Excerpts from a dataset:

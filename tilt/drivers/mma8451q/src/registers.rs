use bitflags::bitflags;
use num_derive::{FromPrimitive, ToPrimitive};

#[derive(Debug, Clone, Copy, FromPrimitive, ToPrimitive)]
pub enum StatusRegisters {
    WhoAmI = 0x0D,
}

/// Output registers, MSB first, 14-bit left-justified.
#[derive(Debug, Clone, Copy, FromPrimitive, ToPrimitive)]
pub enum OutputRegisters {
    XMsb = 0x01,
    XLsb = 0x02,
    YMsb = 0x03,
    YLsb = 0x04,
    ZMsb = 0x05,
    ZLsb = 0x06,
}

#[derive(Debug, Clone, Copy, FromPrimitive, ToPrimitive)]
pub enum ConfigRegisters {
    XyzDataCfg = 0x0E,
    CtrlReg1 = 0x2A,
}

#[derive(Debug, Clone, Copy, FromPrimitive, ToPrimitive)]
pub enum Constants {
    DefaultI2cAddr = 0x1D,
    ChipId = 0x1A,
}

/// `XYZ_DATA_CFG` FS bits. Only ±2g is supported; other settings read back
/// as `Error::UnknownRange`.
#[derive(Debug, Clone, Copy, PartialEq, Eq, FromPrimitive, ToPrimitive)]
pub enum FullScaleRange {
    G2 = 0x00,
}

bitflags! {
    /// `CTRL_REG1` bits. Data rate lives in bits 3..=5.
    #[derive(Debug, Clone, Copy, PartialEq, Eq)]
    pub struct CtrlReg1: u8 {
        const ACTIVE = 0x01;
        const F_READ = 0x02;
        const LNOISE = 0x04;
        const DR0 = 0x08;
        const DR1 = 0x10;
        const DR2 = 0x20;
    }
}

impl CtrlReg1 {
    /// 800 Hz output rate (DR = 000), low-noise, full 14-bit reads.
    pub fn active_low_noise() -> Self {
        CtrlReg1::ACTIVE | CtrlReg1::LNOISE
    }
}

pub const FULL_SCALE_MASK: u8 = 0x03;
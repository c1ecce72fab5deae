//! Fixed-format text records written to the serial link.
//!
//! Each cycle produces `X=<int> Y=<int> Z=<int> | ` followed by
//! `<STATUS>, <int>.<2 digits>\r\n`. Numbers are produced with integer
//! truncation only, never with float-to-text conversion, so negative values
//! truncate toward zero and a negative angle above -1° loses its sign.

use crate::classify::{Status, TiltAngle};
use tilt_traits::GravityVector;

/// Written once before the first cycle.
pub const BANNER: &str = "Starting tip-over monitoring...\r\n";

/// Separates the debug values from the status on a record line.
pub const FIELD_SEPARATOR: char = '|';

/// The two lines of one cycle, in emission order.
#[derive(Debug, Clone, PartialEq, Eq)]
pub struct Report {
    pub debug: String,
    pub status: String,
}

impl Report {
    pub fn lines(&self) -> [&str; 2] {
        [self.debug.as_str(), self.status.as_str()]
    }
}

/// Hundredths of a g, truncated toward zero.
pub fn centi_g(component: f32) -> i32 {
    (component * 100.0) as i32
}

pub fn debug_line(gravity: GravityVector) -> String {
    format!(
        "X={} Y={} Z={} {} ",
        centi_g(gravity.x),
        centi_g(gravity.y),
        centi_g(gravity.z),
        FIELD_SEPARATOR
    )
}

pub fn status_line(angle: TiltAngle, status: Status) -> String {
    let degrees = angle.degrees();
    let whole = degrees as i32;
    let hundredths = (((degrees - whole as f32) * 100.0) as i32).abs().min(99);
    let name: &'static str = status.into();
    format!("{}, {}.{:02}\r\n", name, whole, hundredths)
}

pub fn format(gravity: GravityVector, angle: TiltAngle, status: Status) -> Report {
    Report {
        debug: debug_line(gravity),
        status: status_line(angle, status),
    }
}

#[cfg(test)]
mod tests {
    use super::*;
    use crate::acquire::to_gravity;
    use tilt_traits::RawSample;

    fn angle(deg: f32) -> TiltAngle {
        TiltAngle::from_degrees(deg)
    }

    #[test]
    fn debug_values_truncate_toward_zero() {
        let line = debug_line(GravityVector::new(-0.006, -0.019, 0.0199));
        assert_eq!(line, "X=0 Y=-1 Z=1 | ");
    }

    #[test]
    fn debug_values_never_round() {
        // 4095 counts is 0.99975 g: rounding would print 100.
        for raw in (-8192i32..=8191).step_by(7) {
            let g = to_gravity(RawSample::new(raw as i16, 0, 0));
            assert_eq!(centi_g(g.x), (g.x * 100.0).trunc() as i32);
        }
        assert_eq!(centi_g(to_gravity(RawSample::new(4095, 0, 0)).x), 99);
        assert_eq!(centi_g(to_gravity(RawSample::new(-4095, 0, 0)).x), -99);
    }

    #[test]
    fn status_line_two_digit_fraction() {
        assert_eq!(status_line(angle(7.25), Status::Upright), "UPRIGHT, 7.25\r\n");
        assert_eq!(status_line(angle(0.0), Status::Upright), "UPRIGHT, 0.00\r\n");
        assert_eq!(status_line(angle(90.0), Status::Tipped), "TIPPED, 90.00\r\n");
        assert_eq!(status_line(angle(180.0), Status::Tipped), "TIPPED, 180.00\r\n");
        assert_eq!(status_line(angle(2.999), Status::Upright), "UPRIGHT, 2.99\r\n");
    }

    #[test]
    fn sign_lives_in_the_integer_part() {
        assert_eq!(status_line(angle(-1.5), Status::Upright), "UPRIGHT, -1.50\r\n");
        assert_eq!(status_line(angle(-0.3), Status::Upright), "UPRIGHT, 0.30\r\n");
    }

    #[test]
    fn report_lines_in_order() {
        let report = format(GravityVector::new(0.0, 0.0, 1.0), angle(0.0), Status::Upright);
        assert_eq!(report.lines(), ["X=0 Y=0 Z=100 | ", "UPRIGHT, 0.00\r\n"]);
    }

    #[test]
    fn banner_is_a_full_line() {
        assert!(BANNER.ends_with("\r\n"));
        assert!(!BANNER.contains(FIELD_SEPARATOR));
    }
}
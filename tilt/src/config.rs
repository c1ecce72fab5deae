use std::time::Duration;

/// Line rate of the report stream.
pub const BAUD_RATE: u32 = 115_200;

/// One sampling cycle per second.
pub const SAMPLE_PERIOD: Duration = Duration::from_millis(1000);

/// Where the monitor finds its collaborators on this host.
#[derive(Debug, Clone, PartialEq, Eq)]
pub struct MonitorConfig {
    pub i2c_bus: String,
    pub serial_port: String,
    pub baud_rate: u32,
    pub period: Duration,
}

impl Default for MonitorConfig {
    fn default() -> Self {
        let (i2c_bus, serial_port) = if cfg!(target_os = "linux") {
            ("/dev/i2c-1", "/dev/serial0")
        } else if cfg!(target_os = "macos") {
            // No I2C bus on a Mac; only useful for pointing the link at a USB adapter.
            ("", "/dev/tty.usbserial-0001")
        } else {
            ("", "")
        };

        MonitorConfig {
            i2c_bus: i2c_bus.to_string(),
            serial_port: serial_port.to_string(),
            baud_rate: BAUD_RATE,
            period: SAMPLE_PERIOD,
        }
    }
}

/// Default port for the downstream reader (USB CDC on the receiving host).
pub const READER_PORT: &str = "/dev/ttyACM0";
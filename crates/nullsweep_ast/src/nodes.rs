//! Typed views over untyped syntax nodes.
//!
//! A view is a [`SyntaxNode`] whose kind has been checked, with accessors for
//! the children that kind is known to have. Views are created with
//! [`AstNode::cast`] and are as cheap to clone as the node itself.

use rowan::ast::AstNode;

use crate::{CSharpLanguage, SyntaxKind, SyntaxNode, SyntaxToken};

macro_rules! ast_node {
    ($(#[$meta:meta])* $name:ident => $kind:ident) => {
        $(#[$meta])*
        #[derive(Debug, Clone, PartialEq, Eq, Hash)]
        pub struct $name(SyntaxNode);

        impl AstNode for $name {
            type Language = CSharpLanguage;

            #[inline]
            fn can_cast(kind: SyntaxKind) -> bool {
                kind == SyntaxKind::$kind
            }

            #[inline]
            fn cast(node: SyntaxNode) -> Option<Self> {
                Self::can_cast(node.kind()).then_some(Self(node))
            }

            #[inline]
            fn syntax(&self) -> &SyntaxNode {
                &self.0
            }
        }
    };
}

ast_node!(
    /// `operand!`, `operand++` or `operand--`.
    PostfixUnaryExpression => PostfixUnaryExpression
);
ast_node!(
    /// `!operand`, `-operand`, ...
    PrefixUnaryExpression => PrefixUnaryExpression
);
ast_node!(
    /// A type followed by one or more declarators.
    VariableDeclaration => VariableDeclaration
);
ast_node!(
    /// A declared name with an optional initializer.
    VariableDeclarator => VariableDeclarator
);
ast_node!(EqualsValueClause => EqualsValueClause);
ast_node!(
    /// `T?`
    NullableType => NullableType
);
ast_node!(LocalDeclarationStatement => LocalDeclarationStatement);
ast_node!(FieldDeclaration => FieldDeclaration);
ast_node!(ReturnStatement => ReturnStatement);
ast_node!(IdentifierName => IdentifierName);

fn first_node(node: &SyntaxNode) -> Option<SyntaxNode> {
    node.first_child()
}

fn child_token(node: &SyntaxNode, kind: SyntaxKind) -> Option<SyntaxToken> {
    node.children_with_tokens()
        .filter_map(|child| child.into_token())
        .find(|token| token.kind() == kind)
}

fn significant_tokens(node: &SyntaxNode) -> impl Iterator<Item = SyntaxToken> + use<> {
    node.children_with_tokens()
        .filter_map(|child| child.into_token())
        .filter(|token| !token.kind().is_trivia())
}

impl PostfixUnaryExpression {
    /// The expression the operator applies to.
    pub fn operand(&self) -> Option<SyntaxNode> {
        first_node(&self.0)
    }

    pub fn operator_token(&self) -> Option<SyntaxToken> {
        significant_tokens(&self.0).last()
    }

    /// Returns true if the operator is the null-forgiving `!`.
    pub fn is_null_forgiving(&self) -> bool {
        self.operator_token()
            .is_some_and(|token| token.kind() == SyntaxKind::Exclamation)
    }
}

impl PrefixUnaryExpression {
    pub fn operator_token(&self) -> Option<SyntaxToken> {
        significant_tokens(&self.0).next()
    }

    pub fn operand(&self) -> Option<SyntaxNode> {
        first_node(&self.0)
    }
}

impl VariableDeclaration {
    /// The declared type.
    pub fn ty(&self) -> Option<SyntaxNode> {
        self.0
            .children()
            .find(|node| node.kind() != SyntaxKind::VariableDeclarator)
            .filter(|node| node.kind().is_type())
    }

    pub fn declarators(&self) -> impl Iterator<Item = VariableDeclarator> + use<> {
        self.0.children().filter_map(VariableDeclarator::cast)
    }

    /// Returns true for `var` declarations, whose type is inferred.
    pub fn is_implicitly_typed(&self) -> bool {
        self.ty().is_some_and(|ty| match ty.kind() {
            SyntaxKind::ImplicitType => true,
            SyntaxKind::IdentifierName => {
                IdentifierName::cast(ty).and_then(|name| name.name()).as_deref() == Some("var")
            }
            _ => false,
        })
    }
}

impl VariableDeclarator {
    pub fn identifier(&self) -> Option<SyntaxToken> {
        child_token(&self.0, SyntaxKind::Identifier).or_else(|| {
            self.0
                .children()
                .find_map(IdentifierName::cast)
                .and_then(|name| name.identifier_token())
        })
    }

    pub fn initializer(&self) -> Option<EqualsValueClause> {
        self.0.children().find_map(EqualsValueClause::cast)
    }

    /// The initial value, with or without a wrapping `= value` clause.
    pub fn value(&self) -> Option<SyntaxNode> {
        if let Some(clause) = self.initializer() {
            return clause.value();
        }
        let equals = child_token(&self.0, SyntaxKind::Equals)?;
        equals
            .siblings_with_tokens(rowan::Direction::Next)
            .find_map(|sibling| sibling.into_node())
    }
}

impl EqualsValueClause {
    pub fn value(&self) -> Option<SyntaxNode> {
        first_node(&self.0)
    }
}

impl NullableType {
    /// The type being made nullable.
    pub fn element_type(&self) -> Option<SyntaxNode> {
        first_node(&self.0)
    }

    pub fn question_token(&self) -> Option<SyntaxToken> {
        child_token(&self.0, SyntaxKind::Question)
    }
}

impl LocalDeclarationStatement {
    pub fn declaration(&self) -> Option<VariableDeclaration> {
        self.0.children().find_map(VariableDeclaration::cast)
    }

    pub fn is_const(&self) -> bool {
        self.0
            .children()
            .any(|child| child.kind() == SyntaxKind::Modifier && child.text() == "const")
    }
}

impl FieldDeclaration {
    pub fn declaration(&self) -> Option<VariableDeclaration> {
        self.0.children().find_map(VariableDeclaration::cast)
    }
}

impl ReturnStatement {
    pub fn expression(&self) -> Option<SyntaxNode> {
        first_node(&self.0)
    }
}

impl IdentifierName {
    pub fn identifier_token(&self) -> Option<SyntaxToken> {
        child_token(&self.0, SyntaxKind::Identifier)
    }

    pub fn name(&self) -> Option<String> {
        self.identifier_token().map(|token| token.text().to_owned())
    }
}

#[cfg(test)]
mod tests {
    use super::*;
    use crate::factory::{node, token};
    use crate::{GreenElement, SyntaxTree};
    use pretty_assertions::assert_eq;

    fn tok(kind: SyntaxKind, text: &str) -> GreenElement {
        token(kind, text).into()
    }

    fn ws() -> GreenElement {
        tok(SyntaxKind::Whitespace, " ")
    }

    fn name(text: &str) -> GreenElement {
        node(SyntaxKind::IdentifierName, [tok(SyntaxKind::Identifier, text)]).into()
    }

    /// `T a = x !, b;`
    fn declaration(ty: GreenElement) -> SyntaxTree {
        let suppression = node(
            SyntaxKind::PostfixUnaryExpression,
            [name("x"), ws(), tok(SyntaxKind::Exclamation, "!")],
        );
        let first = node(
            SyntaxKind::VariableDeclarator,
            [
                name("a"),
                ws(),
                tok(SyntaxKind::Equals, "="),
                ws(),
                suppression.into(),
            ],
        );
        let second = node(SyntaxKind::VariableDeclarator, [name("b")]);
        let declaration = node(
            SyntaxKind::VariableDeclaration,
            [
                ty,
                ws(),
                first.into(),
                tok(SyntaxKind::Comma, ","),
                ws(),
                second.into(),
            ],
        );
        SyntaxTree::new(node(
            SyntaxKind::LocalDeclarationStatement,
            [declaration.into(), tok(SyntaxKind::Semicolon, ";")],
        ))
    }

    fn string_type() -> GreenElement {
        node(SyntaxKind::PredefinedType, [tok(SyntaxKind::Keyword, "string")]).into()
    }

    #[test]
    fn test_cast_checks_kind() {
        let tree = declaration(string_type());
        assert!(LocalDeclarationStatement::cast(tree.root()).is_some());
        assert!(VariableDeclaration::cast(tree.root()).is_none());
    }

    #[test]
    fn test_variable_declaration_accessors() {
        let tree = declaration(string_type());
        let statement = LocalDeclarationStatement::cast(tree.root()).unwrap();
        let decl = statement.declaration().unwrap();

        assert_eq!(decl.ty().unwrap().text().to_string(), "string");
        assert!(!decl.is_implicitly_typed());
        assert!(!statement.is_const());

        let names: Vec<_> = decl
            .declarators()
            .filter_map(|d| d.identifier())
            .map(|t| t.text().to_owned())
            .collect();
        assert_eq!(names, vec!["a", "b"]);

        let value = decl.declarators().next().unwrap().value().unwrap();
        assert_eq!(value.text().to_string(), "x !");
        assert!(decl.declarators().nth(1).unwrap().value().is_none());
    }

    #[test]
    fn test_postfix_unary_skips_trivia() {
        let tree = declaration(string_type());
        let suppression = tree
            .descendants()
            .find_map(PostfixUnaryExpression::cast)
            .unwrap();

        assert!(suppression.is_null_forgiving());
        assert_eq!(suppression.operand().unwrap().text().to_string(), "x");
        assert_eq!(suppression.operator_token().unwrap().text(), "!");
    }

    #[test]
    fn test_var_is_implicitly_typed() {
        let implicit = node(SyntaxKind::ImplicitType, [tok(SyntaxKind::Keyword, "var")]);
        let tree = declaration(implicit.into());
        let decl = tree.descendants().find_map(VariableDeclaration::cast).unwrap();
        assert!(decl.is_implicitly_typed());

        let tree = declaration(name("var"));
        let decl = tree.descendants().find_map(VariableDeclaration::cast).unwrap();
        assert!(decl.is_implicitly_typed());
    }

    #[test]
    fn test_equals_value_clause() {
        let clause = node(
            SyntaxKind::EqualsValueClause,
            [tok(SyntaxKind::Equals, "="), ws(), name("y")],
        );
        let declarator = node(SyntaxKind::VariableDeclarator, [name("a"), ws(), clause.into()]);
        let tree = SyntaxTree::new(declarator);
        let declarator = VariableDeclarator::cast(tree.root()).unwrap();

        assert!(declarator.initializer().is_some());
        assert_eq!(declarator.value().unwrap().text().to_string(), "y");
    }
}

■ **ACTIVITY**
No line before the one with "let tree = SyntaxTree::new(declarator);" belongs in the answer; copy that line and the rest of the records exactly.

■ **EXERCISE OUTPUT**
        let tree = SyntaxTree::new(declarator);
        let declarator = VariableDeclarator::cast(tree.root()).unwrap();

        assert!(declarator.initializer().is_some());
        assert_eq!(declarator.value().unwrap().text().to_string(), "y");
    }
}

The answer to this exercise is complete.